(Beginning of Exercise materials)

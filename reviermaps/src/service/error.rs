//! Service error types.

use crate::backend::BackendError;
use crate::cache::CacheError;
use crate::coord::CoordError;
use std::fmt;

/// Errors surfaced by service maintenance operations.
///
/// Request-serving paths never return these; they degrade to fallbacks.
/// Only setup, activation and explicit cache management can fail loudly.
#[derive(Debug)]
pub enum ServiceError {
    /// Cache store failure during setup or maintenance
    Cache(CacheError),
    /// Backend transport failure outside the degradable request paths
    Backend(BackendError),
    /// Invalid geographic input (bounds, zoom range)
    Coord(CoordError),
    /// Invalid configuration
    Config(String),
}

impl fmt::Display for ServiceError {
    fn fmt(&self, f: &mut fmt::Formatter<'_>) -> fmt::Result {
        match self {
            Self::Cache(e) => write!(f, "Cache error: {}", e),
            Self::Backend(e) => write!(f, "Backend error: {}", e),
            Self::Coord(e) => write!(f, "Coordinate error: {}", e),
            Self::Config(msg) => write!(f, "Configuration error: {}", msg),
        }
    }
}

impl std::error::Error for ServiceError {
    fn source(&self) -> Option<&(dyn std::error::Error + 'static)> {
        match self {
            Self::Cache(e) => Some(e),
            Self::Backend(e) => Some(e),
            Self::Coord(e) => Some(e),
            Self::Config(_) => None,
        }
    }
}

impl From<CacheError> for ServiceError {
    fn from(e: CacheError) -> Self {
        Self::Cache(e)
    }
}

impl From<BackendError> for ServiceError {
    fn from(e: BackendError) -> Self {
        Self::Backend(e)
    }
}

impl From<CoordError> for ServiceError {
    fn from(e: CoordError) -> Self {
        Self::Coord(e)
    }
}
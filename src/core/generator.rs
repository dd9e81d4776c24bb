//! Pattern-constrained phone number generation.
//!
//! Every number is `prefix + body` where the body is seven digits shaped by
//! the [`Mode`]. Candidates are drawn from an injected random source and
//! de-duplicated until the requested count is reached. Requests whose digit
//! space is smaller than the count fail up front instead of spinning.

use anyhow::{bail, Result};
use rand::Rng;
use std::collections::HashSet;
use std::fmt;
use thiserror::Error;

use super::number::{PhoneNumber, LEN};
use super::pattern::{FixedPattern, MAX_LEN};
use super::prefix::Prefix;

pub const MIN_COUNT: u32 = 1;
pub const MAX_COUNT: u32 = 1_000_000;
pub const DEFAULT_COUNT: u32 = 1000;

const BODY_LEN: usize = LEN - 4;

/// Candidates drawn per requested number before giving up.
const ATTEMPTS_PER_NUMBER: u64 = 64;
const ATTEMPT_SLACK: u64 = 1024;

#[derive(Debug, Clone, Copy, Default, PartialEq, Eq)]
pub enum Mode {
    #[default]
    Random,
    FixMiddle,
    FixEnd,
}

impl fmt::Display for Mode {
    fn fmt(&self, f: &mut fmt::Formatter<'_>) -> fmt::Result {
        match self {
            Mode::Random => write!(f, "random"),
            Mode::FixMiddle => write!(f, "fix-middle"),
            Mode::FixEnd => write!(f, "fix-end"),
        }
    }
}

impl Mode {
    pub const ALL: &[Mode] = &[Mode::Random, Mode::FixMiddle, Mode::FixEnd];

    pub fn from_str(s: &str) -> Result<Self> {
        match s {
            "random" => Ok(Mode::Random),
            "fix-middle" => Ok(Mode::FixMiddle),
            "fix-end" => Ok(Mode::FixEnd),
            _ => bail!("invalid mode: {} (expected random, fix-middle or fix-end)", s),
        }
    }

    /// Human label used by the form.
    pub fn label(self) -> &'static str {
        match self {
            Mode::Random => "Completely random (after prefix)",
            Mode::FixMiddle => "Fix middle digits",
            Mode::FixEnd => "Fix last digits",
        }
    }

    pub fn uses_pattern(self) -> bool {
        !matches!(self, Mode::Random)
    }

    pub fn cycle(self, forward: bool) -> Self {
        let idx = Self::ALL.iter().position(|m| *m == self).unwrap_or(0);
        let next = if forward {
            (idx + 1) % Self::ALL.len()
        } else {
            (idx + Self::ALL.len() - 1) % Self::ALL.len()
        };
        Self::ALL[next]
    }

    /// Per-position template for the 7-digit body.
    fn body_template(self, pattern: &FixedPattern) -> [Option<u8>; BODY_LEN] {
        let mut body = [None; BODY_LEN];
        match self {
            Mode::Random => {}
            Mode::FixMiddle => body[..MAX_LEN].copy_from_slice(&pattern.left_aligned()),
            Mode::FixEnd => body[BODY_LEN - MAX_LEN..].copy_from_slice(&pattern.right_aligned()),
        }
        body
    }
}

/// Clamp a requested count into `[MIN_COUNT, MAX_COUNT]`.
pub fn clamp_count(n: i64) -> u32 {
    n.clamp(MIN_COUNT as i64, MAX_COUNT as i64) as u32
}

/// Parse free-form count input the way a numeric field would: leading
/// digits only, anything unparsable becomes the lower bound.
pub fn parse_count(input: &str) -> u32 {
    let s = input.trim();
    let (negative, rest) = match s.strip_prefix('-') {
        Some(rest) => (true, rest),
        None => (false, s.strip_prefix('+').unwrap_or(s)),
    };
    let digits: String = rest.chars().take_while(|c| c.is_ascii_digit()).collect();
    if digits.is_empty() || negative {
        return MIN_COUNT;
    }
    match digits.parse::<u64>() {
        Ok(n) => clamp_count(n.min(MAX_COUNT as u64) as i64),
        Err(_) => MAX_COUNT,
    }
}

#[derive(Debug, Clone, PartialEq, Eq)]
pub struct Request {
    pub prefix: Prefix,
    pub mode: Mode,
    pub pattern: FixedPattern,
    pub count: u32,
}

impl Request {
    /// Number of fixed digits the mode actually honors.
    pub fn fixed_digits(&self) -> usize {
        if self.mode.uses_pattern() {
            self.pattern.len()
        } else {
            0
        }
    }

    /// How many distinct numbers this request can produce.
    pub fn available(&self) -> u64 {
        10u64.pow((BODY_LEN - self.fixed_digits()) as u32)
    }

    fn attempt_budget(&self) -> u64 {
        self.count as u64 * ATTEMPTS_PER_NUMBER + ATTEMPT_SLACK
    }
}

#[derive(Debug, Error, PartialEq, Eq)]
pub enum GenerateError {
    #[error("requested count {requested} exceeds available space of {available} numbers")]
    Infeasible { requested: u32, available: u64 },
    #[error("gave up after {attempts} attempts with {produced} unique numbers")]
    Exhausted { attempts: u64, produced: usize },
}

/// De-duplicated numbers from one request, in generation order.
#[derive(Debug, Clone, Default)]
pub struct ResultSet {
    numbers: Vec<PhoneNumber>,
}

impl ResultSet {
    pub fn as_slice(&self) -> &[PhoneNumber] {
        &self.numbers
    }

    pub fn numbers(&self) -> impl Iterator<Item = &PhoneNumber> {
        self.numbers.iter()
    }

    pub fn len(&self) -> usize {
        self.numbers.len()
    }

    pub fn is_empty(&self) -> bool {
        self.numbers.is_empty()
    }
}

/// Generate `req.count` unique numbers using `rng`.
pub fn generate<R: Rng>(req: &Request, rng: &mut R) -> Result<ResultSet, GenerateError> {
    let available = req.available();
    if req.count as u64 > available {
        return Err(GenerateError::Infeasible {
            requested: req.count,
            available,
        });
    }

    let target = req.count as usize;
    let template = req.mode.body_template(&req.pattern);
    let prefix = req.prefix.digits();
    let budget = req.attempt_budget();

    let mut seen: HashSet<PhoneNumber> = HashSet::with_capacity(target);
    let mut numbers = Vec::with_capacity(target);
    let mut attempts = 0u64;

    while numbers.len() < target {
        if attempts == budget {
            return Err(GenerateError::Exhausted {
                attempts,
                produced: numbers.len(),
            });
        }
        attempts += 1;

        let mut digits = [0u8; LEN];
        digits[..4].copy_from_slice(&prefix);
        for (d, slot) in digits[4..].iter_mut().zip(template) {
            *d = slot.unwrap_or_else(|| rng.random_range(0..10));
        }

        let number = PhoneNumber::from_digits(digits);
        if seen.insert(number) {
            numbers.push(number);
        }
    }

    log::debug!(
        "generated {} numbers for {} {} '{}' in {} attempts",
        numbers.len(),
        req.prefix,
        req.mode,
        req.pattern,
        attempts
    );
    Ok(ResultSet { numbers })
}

(End of Exercise materials)

▸ Exercise
Check each line above for the word "source", and copy the lines where it appears.

▸ Task output
    fn source(&self) -> Option<&(dyn std::error::Error + 'static)> {
//! the [`Mode`]. Candidates are drawn from an injected random source and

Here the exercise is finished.